WORK TO COMPLETE:
In how many lines of the records below does the word "consecutive" appear? Reply with the number only.

RECORDS SUPPLIED Block Start

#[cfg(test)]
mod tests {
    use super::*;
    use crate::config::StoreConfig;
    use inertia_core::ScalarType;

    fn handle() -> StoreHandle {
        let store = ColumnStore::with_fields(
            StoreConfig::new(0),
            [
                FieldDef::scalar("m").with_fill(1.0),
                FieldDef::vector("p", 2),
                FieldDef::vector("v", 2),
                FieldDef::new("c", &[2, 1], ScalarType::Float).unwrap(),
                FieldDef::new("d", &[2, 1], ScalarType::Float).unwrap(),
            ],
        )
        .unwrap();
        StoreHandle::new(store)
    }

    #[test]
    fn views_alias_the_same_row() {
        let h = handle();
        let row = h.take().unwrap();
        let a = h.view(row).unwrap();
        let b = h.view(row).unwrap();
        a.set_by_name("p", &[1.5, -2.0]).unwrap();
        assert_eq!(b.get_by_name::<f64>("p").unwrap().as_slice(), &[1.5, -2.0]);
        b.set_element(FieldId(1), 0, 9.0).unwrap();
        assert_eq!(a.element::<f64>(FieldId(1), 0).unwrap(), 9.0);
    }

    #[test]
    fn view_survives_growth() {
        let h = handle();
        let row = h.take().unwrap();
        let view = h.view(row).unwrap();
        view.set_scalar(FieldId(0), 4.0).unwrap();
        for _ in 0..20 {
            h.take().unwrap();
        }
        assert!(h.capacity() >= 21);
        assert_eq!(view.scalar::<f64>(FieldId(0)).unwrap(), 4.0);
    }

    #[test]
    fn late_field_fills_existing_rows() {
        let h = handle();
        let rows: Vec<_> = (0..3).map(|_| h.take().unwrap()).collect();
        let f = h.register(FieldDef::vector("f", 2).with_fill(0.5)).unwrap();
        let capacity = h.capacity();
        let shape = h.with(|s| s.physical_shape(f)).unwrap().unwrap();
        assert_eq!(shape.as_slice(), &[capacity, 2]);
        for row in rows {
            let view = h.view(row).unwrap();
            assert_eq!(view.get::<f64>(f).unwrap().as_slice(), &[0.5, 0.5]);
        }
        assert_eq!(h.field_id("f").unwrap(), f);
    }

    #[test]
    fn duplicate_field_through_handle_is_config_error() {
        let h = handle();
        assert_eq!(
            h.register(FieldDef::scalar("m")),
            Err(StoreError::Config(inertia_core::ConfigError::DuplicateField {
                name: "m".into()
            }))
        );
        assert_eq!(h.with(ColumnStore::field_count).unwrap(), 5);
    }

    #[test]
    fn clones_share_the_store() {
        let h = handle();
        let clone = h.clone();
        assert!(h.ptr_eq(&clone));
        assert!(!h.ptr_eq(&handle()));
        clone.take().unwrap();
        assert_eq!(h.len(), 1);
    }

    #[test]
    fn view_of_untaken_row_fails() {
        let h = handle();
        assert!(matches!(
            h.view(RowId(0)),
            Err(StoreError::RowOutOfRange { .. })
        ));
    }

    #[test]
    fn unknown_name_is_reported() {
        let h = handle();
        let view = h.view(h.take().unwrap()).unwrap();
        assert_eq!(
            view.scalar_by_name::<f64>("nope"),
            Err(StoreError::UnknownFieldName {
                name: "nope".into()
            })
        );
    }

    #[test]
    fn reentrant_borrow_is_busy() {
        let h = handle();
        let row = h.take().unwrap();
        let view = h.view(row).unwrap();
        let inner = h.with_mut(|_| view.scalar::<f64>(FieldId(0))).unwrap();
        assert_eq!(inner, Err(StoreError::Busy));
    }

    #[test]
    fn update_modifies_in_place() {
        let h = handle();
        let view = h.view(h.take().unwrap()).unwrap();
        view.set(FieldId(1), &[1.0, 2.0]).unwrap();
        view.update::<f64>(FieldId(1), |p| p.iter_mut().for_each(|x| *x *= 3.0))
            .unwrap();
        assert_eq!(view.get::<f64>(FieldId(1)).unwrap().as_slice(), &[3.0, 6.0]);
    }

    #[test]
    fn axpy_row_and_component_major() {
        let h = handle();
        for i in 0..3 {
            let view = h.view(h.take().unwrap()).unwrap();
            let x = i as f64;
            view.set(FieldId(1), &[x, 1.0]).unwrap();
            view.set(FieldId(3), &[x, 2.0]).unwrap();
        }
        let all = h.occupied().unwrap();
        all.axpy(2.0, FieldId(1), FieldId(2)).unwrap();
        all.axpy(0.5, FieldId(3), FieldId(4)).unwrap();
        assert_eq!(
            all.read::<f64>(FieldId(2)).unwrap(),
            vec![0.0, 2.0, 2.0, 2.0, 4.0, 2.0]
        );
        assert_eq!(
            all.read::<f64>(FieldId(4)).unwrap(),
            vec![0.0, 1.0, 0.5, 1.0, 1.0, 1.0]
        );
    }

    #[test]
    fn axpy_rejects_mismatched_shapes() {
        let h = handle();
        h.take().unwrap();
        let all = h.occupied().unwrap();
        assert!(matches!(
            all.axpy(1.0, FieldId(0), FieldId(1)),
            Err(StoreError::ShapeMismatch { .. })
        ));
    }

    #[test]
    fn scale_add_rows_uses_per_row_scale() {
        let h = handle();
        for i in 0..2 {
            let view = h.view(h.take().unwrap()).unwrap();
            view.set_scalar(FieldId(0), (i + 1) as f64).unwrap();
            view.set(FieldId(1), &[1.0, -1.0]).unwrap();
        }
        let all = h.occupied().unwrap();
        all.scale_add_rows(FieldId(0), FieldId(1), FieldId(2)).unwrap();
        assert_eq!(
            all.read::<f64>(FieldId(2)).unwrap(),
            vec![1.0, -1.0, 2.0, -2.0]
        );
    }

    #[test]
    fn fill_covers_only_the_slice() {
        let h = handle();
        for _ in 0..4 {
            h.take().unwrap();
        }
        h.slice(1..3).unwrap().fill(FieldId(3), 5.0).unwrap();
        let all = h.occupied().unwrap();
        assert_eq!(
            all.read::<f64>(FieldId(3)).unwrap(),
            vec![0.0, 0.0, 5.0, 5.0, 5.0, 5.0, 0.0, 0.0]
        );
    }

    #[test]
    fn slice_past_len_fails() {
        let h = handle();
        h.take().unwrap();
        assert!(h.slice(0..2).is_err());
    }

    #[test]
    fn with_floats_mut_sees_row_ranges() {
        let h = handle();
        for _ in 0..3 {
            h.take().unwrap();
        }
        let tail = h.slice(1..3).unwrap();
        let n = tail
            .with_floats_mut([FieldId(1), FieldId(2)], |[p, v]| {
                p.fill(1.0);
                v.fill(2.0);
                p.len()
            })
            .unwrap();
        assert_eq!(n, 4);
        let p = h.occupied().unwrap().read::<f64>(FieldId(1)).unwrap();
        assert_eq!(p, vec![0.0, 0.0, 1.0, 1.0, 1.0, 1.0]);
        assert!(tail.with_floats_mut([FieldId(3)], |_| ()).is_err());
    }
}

RECORDS SUPPLIED Block End
RECORDS SUPPLIED Block Start

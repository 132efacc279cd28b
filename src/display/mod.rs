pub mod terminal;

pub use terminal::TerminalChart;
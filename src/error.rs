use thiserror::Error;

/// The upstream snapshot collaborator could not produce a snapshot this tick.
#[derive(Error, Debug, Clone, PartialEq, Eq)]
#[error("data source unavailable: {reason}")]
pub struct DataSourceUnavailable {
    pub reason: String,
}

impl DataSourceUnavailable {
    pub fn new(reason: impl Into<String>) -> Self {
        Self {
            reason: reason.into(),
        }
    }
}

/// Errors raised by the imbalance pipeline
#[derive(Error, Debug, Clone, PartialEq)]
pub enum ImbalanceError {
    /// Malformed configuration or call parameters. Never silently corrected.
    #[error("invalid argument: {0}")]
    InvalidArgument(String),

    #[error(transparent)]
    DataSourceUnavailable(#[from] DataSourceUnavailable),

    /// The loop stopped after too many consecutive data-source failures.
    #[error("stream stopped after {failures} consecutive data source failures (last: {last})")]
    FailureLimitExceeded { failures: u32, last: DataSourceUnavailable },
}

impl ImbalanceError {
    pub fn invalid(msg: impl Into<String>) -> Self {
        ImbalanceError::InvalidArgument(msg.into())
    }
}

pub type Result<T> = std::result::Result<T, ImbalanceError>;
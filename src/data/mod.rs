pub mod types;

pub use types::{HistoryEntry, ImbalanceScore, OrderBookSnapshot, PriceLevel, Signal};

RECORDS SUPPLIED Block End

ANSWER SPACE:
2